By March 2008, 12 clinics will be operational and providing palliative basic care (an additional two satellite
clinics will be opened in collaboration with KCC and IDI). Three regional referral hospitals will also be
supported to implement TB and HIV screening. Up to 40,000 patients will access laboratory services
through MJAP support at the 12 HIV clinics. The number of HIV patients in the clinics continues to increase
with the expansion of RTC in the hospitals. In FY 2006 and FY 2007, MJAP strengthened the Mulago and
Mbarara laboratory infrastructure. The program procured two fFacs caliburs (for CD4 testing), haematology
and chemistry machines for the Mulago hospital laboratory; these machines support five Kampala based
HIV care and treatment sites and have significantly reduced the costs for HIV treatment monitoring tests.
MJAP also procured a Facs Count, haematology and chemistry machine for the Mbarara Municipality Clinic.
The program procured two ELISA machines for HIV testing and microscopes for TB and malaria diagnosis;
microscopes have been procured for all satellite clinic laboratories and the three regional referral hospitals.
The program provides supplies and maintenance of all the equipment. The Elisa testing for in-patients has
reduced demand for rapid HIV test kits. MJAP has also trained laboratory technicians and hired additional
staff to enhance HIV diagnosis and laboratory monitoring for patients on treatment. In Mbarara,
collaboration with The AIDS Support Organisation (TASO) and the Italian Cooperation-supported laboratory
has ensured ART laboratory monitoring for the Mbarara satellite care and treatment sites. TB diagnostics
and quality management are implemented in collaboration with NTLP and MOH.
In FY 2008 (April 2008 to March 2009), two new satellite care and treatment sites will be opened (increasing
the number of treatment sites to 14), and RTC-TB diagnosis will expand to two (2) additional regional
referral hospitals. MJAP will provide ART laboratory screening and monitoring support to > 25,000 patients
(including 15,000 accessing Global Fund ARV drugs). To ensure sustainability, MJAP will continue to
support the improvement of existing infrastructure and systems within the facilities. Funds will go towards
additional staffing, training and support for laboratory monitoring including CD4 counts.
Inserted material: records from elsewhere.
impl RedBlackTree {
    /// Header flags of `node`.
    ///
    /// Unknown bits are kept so that [`release`](FreeSpaceIndex::release) can
    /// tell a damaged header from a valid one.
    ///
    /// # Panics
    ///
    /// Panics if `node` is not a word offset inside `heap`.
    fn meta(heap: Heap, node: usize) -> Meta {
        Meta::from_bits_retain(heap.read(node, META))
    }

    fn set_meta(heap: Heap, node: usize, meta: Meta) {
        heap.write(node, META, meta.bits());
    }

    /// `NIL` counts as black, as the leaves of the tree do.
    fn is_red(heap: Heap, node: usize) -> bool {
        node != NIL && Self::meta(heap, node).contains(Meta::RED)
    }

    /// Recolours `node`, leaving its `OCCUPIED` bit alone.
    fn set_red(heap: Heap, node: usize, red: bool) {
        let mut meta = Self::meta(heap, node);
        meta.set(Meta::RED, red);
        Self::set_meta(heap, node, meta);
    }

    fn size(heap: Heap, node: usize) -> usize {
        heap.read(node, SIZE)
    }

    fn parent(heap: Heap, node: usize) -> usize {
        heap.read(node, PARENT)
    }

    fn left(heap: Heap, node: usize) -> usize {
        heap.read(node, LEFT)
    }

    fn right(heap: Heap, node: usize) -> usize {
        heap.read(node, RIGHT)
    }

    /// Sets the parent link of `node`, doing nothing for `NIL`.
    ///
    /// Rotations and transplants move subtrees that may be empty, so callers
    /// pass `NIL` children through here instead of checking themselves.
    fn set_parent(heap: Heap, node: usize, parent: usize) {
        if node != NIL {
            heap.write(node, PARENT, parent);
        }
    }

    /// The smallest block of the subtree rooted at `node`.
    ///
    /// `node` must not be `NIL`.
    fn minimum(heap: Heap, mut node: usize) -> usize {
        while Self::left(heap, node) != NIL {
            node = Self::left(heap, node);
        }
        node
    }

    /// The next node of an in-order walk, or `NIL` after the largest block.
    ///
    /// Blocks of equal size are visited in insertion order, as
    /// [`insert`](Self::insert) sends equal keys to the right.
    fn successor(heap: Heap, mut node: usize) -> usize {
        let right = Self::right(heap, node);
        if right != NIL {
            return Self::minimum(heap, right);
        }
        let mut parent = Self::parent(heap, node);
        while parent != NIL && node == Self::right(heap, parent) {
            node = parent;
            parent = Self::parent(heap, parent);
        }
        parent
    }

    /// Points the link that referred to `old` at `new`.
    fn replace_child(&mut self, heap: Heap, parent: usize, old: usize, new: usize) {
        if parent == NIL {
            self.root = new;
        } else if Self::left(heap, parent) == old {
            heap.write(parent, LEFT, new);
        } else {
            heap.write(parent, RIGHT, new);
        }
    }

    /// Rotates the subtree at `x` to the left.
    ///
    /// The right child `y` of `x` takes its place and `x` becomes the left
    /// child of `y`. The former left subtree of `y` moves under `x`. Colours
    /// are not touched; the fixups recolour around the rotation.
    ///
    /// `x` must have a right child.
    fn rotate_left(&mut self, heap: Heap, x: usize) {
        let y = Self::right(heap, x);
        let inner = Self::left(heap, y);
        heap.write(x, RIGHT, inner);
        Self::set_parent(heap, inner, x);

        let parent = Self::parent(heap, x);
        heap.write(y, PARENT, parent);
        self.replace_child(heap, parent, x, y);

        heap.write(y, LEFT, x);
        heap.write(x, PARENT, y);
    }

    /// Mirror of [`rotate_left`](Self::rotate_left). `x` must have a left
    /// child.
    fn rotate_right(&mut self, heap: Heap, x: usize) {
        let y = Self::left(heap, x);
        let inner = Self::right(heap, y);
        heap.write(x, LEFT, inner);
        Self::set_parent(heap, inner, x);

        let parent = Self::parent(heap, x);
        heap.write(y, PARENT, parent);
        self.replace_child(heap, parent, x, y);

        heap.write(y, RIGHT, x);
        heap.write(x, PARENT, y);
    }

    /// Adds the free block `node` to the tree.
    fn insert(&mut self, heap: Heap, node: usize) {
        let key = Self::size(heap, node);
        let mut parent = NIL;
        let mut cursor = self.root;
        while cursor != NIL {
            parent = cursor;
            cursor = if key < Self::size(heap, cursor) {
                Self::left(heap, cursor)
            } else {
                Self::right(heap, cursor)
            };
        }

        Self::set_meta(heap, node, Meta::RED);
        heap.write(node, PARENT, parent);
        heap.write(node, LEFT, NIL);
        heap.write(node, RIGHT, NIL);
        if parent == NIL {
            self.root = node;
        } else if key < Self::size(heap, parent) {
            heap.write(parent, LEFT, node);
        } else {
            heap.write(parent, RIGHT, node);
        }
        self.insert_fixup(heap, node);
    }

    fn insert_fixup(&mut self, heap: Heap, mut node: usize) {
        while Self::is_red(heap, Self::parent(heap, node)) {
            let mut parent = Self::parent(heap, node);
            let grandparent = Self::parent(heap, parent);
            if parent == Self::left(heap, grandparent) {
                let uncle = Self::right(heap, grandparent);
                if Self::is_red(heap, uncle) {
                    Self::set_red(heap, parent, false);
                    Self::set_red(heap, uncle, false);
                    Self::set_red(heap, grandparent, true);
                    node = grandparent;
                    continue;
                }
                if node == Self::right(heap, parent) {
                    node = parent;
                    self.rotate_left(heap, node);
                    parent = Self::parent(heap, node);
                }
                Self::set_red(heap, parent, false);
                Self::set_red(heap, grandparent, true);
                self.rotate_right(heap, grandparent);
            } else {
                let uncle = Self::left(heap, grandparent);
                if Self::is_red(heap, uncle) {
                    Self::set_red(heap, parent, false);
                    Self::set_red(heap, uncle, false);
                    Self::set_red(heap, grandparent, true);
                    node = grandparent;
                    continue;
                }
                if node == Self::left(heap, parent) {
                    node = parent;
                    self.rotate_right(heap, node);
                    parent = Self::parent(heap, node);
                }
                Self::set_red(heap, parent, false);
                Self::set_red(heap, grandparent, true);
                self.rotate_left(heap, grandparent);
            }
        }
        Self::set_red(heap, self.root, false);
    }

    /// Puts `new` (possibly NIL) where `old` was in the tree.
    ///
    /// Only the link from the parent of `old` is rewritten. The children of
    /// `new` and the links of `old` are left for [`remove`](Self::remove) to
    /// fix up.
    fn transplant(&mut self, heap: Heap, old: usize, new: usize) {
        let parent = Self::parent(heap, old);
        self.replace_child(heap, parent, old, new);
        Self::set_parent(heap, new, parent);
    }

    /// Removes the free block `node` from the tree.
    fn remove(&mut self, heap: Heap, node: usize) {
        let left = Self::left(heap, node);
        let right = Self::right(heap, node);
        let mut removed_red = Self::is_red(heap, node);
        // `child` may be NIL, so its parent is tracked separately.
        let (child, child_parent);

        if left == NIL {
            child = right;
            child_parent = Self::parent(heap, node);
            self.transplant(heap, node, right);
        } else if right == NIL {
            child = left;
            child_parent = Self::parent(heap, node);
            self.transplant(heap, node, left);
        } else {
            let next = Self::minimum(heap, right);
            removed_red = Self::is_red(heap, next);
            child = Self::right(heap, next);
            if Self::parent(heap, next) == node {
                child_parent = next;
            } else {
                child_parent = Self::parent(heap, next);
                self.transplant(heap, next, child);
                heap.write(next, RIGHT, right);
                heap.write(right, PARENT, next);
            }
            self.transplant(heap, node, next);
            heap.write(next, LEFT, left);
            heap.write(left, PARENT, next);
            Self::set_red(heap, next, Self::is_red(heap, node));
        }

        if !removed_red {
            self.remove_fixup(heap, child, child_parent);
        }
    }

    fn remove_fixup(&mut self, heap: Heap, mut node: usize, mut parent: usize) {
        while node != self.root && !Self::is_red(heap, node) {
            if node == Self::left(heap, parent) {
                let mut sibling = Self::right(heap, parent);
                if Self::is_red(heap, sibling) {
                    Self::set_red(heap, sibling, false);
                    Self::set_red(heap, parent, true);
                    self.rotate_left(heap, parent);
                    sibling = Self::right(heap, parent);
                }
                if !Self::is_red(heap, Self::left(heap, sibling))
                    && !Self::is_red(heap, Self::right(heap, sibling))
                {
                    Self::set_red(heap, sibling, true);
                    node = parent;
                    parent = Self::parent(heap, node);
                    continue;
                }
                if !Self::is_red(heap, Self::right(heap, sibling)) {
                    Self::set_red(heap, Self::left(heap, sibling), false);
                    Self::set_red(heap, sibling, true);
                    self.rotate_right(heap, sibling);
                    sibling = Self::right(heap, parent);
                }
                Self::set_red(heap, sibling, Self::is_red(heap, parent));
                Self::set_red(heap, parent, false);
                Self::set_red(heap, Self::right(heap, sibling), false);
                self.rotate_left(heap, parent);
            } else {
                let mut sibling = Self::left(heap, parent);
                if Self::is_red(heap, sibling) {
                    Self::set_red(heap, sibling, false);
                    Self::set_red(heap, parent, true);
                    self.rotate_right(heap, parent);
                    sibling = Self::left(heap, parent);
                }
                if !Self::is_red(heap, Self::left(heap, sibling))
                    && !Self::is_red(heap, Self::right(heap, sibling))
                {
                    Self::set_red(heap, sibling, true);
                    node = parent;
                    parent = Self::parent(heap, node);
                    continue;
                }
                if !Self::is_red(heap, Self::left(heap, sibling)) {
                    Self::set_red(heap, Self::right(heap, sibling), false);
                    Self::set_red(heap, sibling, true);
                    self.rotate_left(heap, sibling);
                    sibling = Self::left(heap, parent);
                }
                Self::set_red(heap, sibling, Self::is_red(heap, parent));
                Self::set_red(heap, parent, false);
                Self::set_red(heap, Self::left(heap, sibling), false);
                self.rotate_right(heap, parent);
            }
            node = self.root;
        }
        if node != NIL {
            Self::set_red(heap, node, false);
        }
    }

    /// Merges the physically following block `next` into `node`.
    fn absorb_next(heap: Heap, node: usize, next: usize) {
        let size = Self::size(heap, node) + Self::size(heap, next);
        heap.write(node, SIZE, size);
        let after = heap.read(next, NEXT);
        heap.write(node, NEXT, after);
        if after != NIL {
            heap.write(after, PREV, node);
        }
    }

    fn is_free(heap: Heap, node: usize) -> bool {
        !Self::meta(heap, node).contains(Meta::OCCUPIED)
    }

    fn check_size(heap: Heap, offset: usize) -> Result<usize, AllocError> {
        let size = Self::size(heap, offset);
        let fits = offset
            .checked_add(size)
            .is_some_and(|end| end <= heap.len());
        ensure!(
            size >= Self::MIN_BLOCK && size.is_multiple_of(WORD) && fits,
            CorruptedSnafu { offset, size }
        );
        Ok(size)
    }

    /// Validates the subtree at `node` and returns its black height and node
    /// count.
    fn check_subtree(
        heap: Heap,
        node: usize,
        parent: usize,
        bounds: (usize, usize),
    ) -> Result<(usize, usize), AllocError> {
        if node == NIL {
            return Ok((1, 0));
        }
        let violation = |reason| TreeInvariantSnafu {
            offset: node,
            reason,
        };
        ensure!(
            heap.has_words(node, 7),
            violation("node header outside of the heap")
        );
        ensure!(
            Self::is_free(heap, node),
            violation("occupied block in the free tree")
        );
        ensure!(
            Self::parent(heap, node) == parent,
            violation("parent link does not match")
        );
        let size = Self::size(heap, node);
        ensure!(
            bounds.0 <= size && size <= bounds.1,
            violation("sizes are out of order")
        );

        let left = Self::left(heap, node);
        let right = Self::right(heap, node);
        if Self::is_red(heap, node) {
            ensure!(
                !Self::is_red(heap, left) && !Self::is_red(heap, right),
                violation("red node with a red child")
            );
        }
        let (left_height, left_count) = Self::check_subtree(heap, left, node, (bounds.0, size))?;
        let (right_height, right_count) =
            Self::check_subtree(heap, right, node, (size, bounds.1))?;
        ensure!(
            left_height == right_height,
            violation("black heights differ")
        );

        let height = left_height + usize::from(!Self::is_red(heap, node));
        Ok((height, left_count + right_count + 1))
    }

    fn check(&self, heap: Heap) -> Result<(), AllocError> {
        if self.root != NIL {
            ensure!(
                !Self::is_red(heap, self.root),
                TreeInvariantSnafu {
                    offset: self.root,
                    reason: "root is red"
                }
            );
        }
        let (_height, nodes) = Self::check_subtree(heap, self.root, NIL, (0, usize::MAX))?;

        let blocks = self.blocks(heap)?;
        let free = blocks.iter().filter(|block| !block.occupied).count();
        ensure!(
            free == nodes,
            TreeInvariantSnafu {
                offset: self.root,
                reason: "free block count differs from tree size"
            }
        );
        for pair in blocks.windows(2) {
            ensure!(
                pair[0].occupied || pair[1].occupied,
                TreeInvariantSnafu {
                    offset: pair[1].offset,
                    reason: "adjacent free blocks were not merged"
                }
            );
        }
        Ok(())
    }
}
Our aim is to have
14 units with capacity to provide HIV testing malaria diagnosis, TB sputum microscopy, syphilis testing, and
to improve capacity of the two hospital laboratories (Mulago and Mbarara) in CD4 and lymphocyte counts
and chemistry (liver and renal function tests). We will also equip the laboratories in the five regional referral
hospitals to provide HIV testing and TB sputum microscopy as the RTC-TB diagnosis program expands.
The program will train new and existing staff to support the laboratories - 70 people will be trained in the
coming year. This program will strengthen the laboratory infrastructure in Mulago and Mbarara teaching
hospitals in order to provide quality ART services at the two hospitals, and the satellite clinics including
adults and children. The laboratory funding will cover the purchase of equipment and supplies, recruitment
of additional personnel, training of new and existing laboratory staff, and will enhance laboratory quality
assurance systems. In Mbarara hospital, MJAP will continue to collaborate with partners including JCRC
and the Italian cooperation who are also providing laboratory support to the hospital, to ensure existing gaps
are filled without duplication of activities, and access by all patients who require these services.